━━ Available data ━━
//! Quote Client — fetches current prices for a handful of symbols straight from
//! the quote service and prints them to stdout. Symbols come either from
//! `--symbols` or from a text file; more than [`MAX_BATCH_SIZE`] symbols are split
//! into several batch calls, each subject to the single-retry rate-limit protocol.
//!
//! Usage example (CLI):
//! ```bash
//! quote_client --symbols btc,eth,doge
//! quote_client --base-url https://api.binance.com --path ./symbols.txt
//! ```
#![warn(missing_docs)]
mod args;

use crate::args::Args;
use clap::Parser;
use log::{error, info};
use quote_client::{QuoteClient, QuoteSource, ReqwestTransport};
use quote_common::batch::{MAX_BATCH_SIZE, partition};
use quote_common::symbol::{SymbolParser, parse_symbol_list};
use quote_common::{PipelineError, Result, Symbol};
use std::fs::File;
use std::io::BufReader;
use std::path::PathBuf;
use std::time::Duration;

fn main() -> Result<(), PipelineError> {
    init_logger();
    let args = Args::parse();

    let symbols = load_symbols(&args)?;
    if symbols.is_empty() {
        return Err(PipelineError::Format(
            "no symbols given, use --symbols or --path".into(),
        ));
    }
    info!("Symbols: {:?}", symbols);

    let transport = ReqwestTransport::new(&args.base_url, Duration::from_secs(args.timeout_secs))?;
    let client = QuoteClient::new(transport).quote_currency(&args.quote);

    if let [symbol] = symbols.as_slice() {
        let pair = client.fetch_last_price(symbol)?;
        println!("{} {}", pair.symbol, pair.price);
        return Ok(());
    }

    for batch in partition(&symbols, MAX_BATCH_SIZE) {
        match client.fetch_batch(batch) {
            Ok(pairs) => {
                for pair in pairs {
                    println!("{} {}", pair.symbol, pair.price);
                }
            }
            Err(e) => {
                error!("Failed to retrieve price for batch {:?}: {}", batch, e);
                return Err(e);
            }
        }
    }
    Ok(())
}

fn load_symbols(args: &Args) -> Result<Vec<Symbol>> {
    if let Some(list) = &args.symbols {
        return parse_symbol_list(list);
    }
    let Some(raw) = &args.path else {
        return Ok(Vec::new());
    };
    let file_path = normalize_path(raw);
    if !is_file_exist(&file_path) {
        return Err(PipelineError::Format(format!(
            "symbol file {} does not exist",
            file_path.display()
        )));
    }
    let file = File::open(&file_path)?;
    Symbol::parse_from_file(BufReader::new(file))
}

fn init_logger() {
    env_logger::Builder::new()
        .filter_level(log::LevelFilter::Info)
        .parse_default_env()
        .init();
}

/// Normalize a CLI-provided path string by trimming whitespace and matching quotes.
///
/// This allows passing Windows paths in quotes without breaking parsing.
fn normalize_path(raw: &str) -> PathBuf {
    let trimmed = raw.trim();
    let no_quotes = trimmed
        .strip_prefix('"')
        .and_then(|s| s.strip_suffix('"'))
        .unwrap_or(trimmed);
    PathBuf::from(no_quotes)
}

/// Returns `true` if the provided path exists and is a regular file.
fn is_file_exist(path: &PathBuf) -> bool {
    path.exists() && path.is_file()
}
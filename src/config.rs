use rust_decimal::Decimal;
use rust_decimal_macros::dec;
use std::ops::RangeInclusive;

pub const DEFAULT_BASE_COST: Decimal = dec!(16);
pub const DEFAULT_YEARS: RangeInclusive<i32> = 1900..=2100;

/// Knobs for reading and pricing a ticket datafile.
#[derive(Debug, Clone)]
pub struct TicketConfig {
    /// Cost of a ticket before the event multiplier is applied.
    pub base_cost: Decimal,
    /// Years an event date may fall in.
    pub years: RangeInclusive<i32>,
    pub delimiter: u8,
}

impl TicketConfig {
    pub fn with_base_cost(mut self, base_cost: Decimal) -> Self {
        self.base_cost = base_cost;
        self
    }

    pub fn with_years(mut self, years: RangeInclusive<i32>) -> Self {
        self.years = years;
        self
    }

    pub fn with_delimiter(mut self, delimiter: u8) -> Self {
        self.delimiter = delimiter;
        self
    }
}

impl Default for TicketConfig {
    fn default() -> Self {
        TicketConfig {
            base_cost: DEFAULT_BASE_COST,
            years: DEFAULT_YEARS,
            delimiter: b',',
        }
    }
}

#[test]
fn builder_overrides_defaults() {
    let config = TicketConfig::default()
        .with_base_cost(dec!(20.50))
        .with_years(2000..=2030)
        .with_delimiter(b';');

    assert_eq!(config.base_cost, dec!(20.50));
    assert_eq!(config.years, 2000..=2030);
    assert_eq!(config.delimiter, b';');
}
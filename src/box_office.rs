use log::{error, info};
use rust_decimal::prelude::*;
use std::collections::HashMap;
use std::fmt;
use std::fs::File;
use std::io;
use std::path::Path;

mod config;
mod error;
mod reader;
mod ticket;

pub use crate::config::TicketConfig;
pub use crate::error::{DateField, Result, Section, TicketError};
pub use crate::reader::read_tickets;
pub use crate::ticket::{is_leap_year, Event, EventDate, Location, Ticket};

#[derive(Debug, Default, Clone, Copy)]
struct Tally {
    sold: usize,
    revenue: Decimal,
}

impl Tally {
    fn add(&mut self, price: Decimal) {
        self.sold += 1;
        self.revenue += price;
    }
}

/// Tickets admitted by a single load, with running totals per event.
#[derive(Debug, Default)]
struct Ledger {
    tickets: Vec<Ticket>,
    tallies: HashMap<Event, Tally>,
}

impl Ledger {
    fn admit(&mut self, ticket: Ticket) {
        self.tallies
            .entry(ticket.event())
            .or_default()
            .add(ticket.price());
        self.tickets.push(ticket);
    }

    fn tally(&self, event: Event) -> Tally {
        self.tallies.get(&event).copied().unwrap_or_default()
    }
}

/// Sales totals for the most recently loaded ticket datafile.
///
/// Every load starts from an empty ledger. A load that fails on any record
/// leaves the box office empty; a successful one replaces whatever was there.
#[derive(Debug, Default)]
pub struct BoxOffice {
    config: TicketConfig,
    ledger: Ledger,
}

impl BoxOffice {
    pub fn new() -> Self {
        BoxOffice::default()
    }

    pub fn with_config(config: TicketConfig) -> Self {
        BoxOffice {
            config,
            ledger: Ledger::default(),
        }
    }

    pub fn from_path<P: AsRef<Path>>(path: P) -> Result<Self> {
        let mut box_office = BoxOffice::new();
        box_office.load(path)?;
        Ok(box_office)
    }

    pub fn load<P: AsRef<Path>>(&mut self, path: P) -> Result<()> {
        self.ledger = Ledger::default();

        let path = path.as_ref();
        if !path.exists() {
            error!("datafile {} does not exist", path.display());
            return Err(TicketError::SourceNotFound {
                path: path.to_path_buf(),
            });
        }
        let file = File::open(path).map_err(|err| TicketError::Read(err.into()))?;
        info!("loading tickets from {}", path.display());
        self.load_reader(file)
    }

    pub fn load_reader<R: io::Read>(&mut self, source: R) -> Result<()> {
        self.ledger = Ledger::default();

        let tickets = reader::read_tickets(source, &self.config)?;
        let mut ledger = Ledger::default();
        tickets.into_iter().for_each(|ticket| ledger.admit(ticket));
        self.ledger = ledger;

        info!(
            "loaded {} tickets worth ${}",
            self.total_tickets_sold(),
            self.total_revenue().round_dp(2)
        );
        Ok(())
    }

    pub fn total_tickets_sold(&self) -> usize {
        self.ledger.tickets.len()
    }

    pub fn tickets_sold(&self, event: Event) -> usize {
        self.ledger.tally(event).sold
    }

    pub fn total_revenue(&self) -> Decimal {
        Event::ALL.iter().map(|event| self.revenue(*event)).sum()
    }

    pub fn revenue(&self, event: Event) -> Decimal {
        self.ledger.tally(event).revenue
    }

    pub fn tickets(&self) -> &[Ticket] {
        &self.ledger.tickets
    }

    pub fn config(&self) -> &TicketConfig {
        &self.config
    }

    pub fn summary(&self) -> String {
        self.to_string()
    }
}

impl fmt::Display for BoxOffice {
    fn fmt(&self, f: &mut fmt::Formatter<'_>) -> fmt::Result {
        write!(
            f,
            "Total number of tickets sold: {}\nTotal Revenue: ${:.2}",
            self.total_tickets_sold(),
            self.total_revenue().round_dp(2)
        )?;
        for event in Event::ALL {
            write!(
                f,
                "\nTotal {} Revenue: ${:.2}",
                event.label(),
                self.revenue(event).round_dp(2)
            )?;
        }
        Ok(())
    }
}

#[cfg(test)]
use rust_decimal_macros::dec;

#[cfg(test)]
const HEADER: &str = "event,day,month,year,name,zone,box\n";

#[cfg(test)]
fn source(body: &str) -> Vec<u8> {
    format!("{}{}", HEADER, body).into_bytes()
}

#[test]
fn sanity() {
    let mut box_office = BoxOffice::new();

    box_office
        .load_reader(&source("concert,12,3,2024,Ana,A,2\n")[..])
        .unwrap();

    assert_eq!(box_office.total_tickets_sold(), 1);
    assert_eq!(box_office.tickets_sold(Event::Concert), 1);
    assert_eq!(box_office.tickets_sold(Event::Sport), 0);
    assert_eq!(box_office.total_revenue(), dec!(96));
    assert_eq!(box_office.revenue(Event::Concert), dec!(96));
    assert_eq!(box_office.revenue(Event::Sport), dec!(0));
    assert_eq!(box_office.revenue(Event::Performance), dec!(0));
}

#[test]
fn empty_box_office() {
    let box_office = BoxOffice::new();

    assert_eq!(box_office.total_tickets_sold(), 0);
    assert_eq!(box_office.total_revenue(), dec!(0));
    assert_eq!(
        box_office.summary(),
        "Total number of tickets sold: 0\nTotal Revenue: $0.00\nTotal Sports Revenue: $0.00\nTotal Performance Revenue: $0.00\nTotal Concert Revenue: $0.00"
    );
}

#[test]
fn totals_add_up() {
    let mut box_office = BoxOffice::new();

    box_office
        .load_reader(
            &source(
                "sport,1,1,2024,Ana,A,1\n\
                 sport,2,1,2024,Bo,B,2\n\
                 concert,3,1,2024,Cy,C,3\n\
                 performance,4,1,2024,Di,D,4\n\
                 performance,5,1,2024,Ed,D,5\n",
            )[..],
        )
        .unwrap();

    let sold: usize = Event::ALL.iter().map(|e| box_office.tickets_sold(*e)).sum();
    assert_eq!(sold, box_office.total_tickets_sold());
    assert_eq!(sold, 5);
    assert_eq!(box_office.revenue(Event::Sport), dec!(128));
    assert_eq!(box_office.revenue(Event::Concert), dec!(96));
    assert_eq!(box_office.revenue(Event::Performance), dec!(64));
    assert_eq!(box_office.total_revenue(), dec!(288));
    assert_eq!(box_office.tickets()[3].name(), "Di");
}

#[test]
fn failed_load_clears_totals() {
    let mut box_office = BoxOffice::new();
    box_office
        .load_reader(&source("sport,1,1,2024,Ana,A,1\n")[..])
        .unwrap();

    let result = box_office.load_reader(&source("sport,1,1,2024,Ana,A,1\nsport,1,1,2024,Ana,A,9\n")[..]);

    assert!(matches!(result, Err(TicketError::InvalidLocation { .. })));
    assert_eq!(box_office.total_tickets_sold(), 0);
    assert_eq!(box_office.total_revenue(), dec!(0));
    assert!(box_office.tickets().is_empty());
}

#[test]
fn missing_path_clears_totals() {
    let mut box_office = BoxOffice::new();
    box_office
        .load_reader(&source("concert,1,1,2024,Ana,A,1\n")[..])
        .unwrap();

    let result = box_office.load("no/such/tickets.txt");

    assert!(matches!(result, Err(TicketError::SourceNotFound { .. })));
    assert_eq!(box_office.total_tickets_sold(), 0);
    assert_eq!(box_office.revenue(Event::Concert), dec!(0));
}

#[test]
fn unreadable_path_clears_totals() {
    let mut box_office = BoxOffice::new();
    box_office
        .load_reader(&source("sport,1,1,2024,Ana,A,1\n")[..])
        .unwrap();

    // a directory exists but cannot be read as a datafile
    let result = box_office.load(env!("CARGO_MANIFEST_DIR"));

    assert!(result.is_err());
    assert_eq!(box_office.total_tickets_sold(), 0);
    assert!(box_office.tickets().is_empty());
}

#[test]
fn summary_rounds_to_cents() {
    let config = TicketConfig::default().with_base_cost(dec!(12.345));
    let mut box_office = BoxOffice::with_config(config);
    box_office
        .load_reader(&source("performance,1,1,2024,Ana,A,1\n")[..])
        .unwrap();

    assert_eq!(box_office.revenue(Event::Performance), dec!(24.690));
    assert!(box_office.summary().contains("Total Performance Revenue: $24.69"));
}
━━━
● Task requirements
Copy out only the lines of the records above from the one with "assert_eq!(sold, box_office.total_tickets_sold());" through the one with "assert_eq!(box_office.revenue(Event::Performance), dec!(64));", exactly as they stand, both included.

● Response to the exercise
    assert_eq!(sold, box_office.total_tickets_sold());
    assert_eq!(sold, 5);
    assert_eq!(box_office.revenue(Event::Sport), dec!(128));
    assert_eq!(box_office.revenue(Event::Concert), dec!(96));
    assert_eq!(box_office.revenue(Event::Performance), dec!(64));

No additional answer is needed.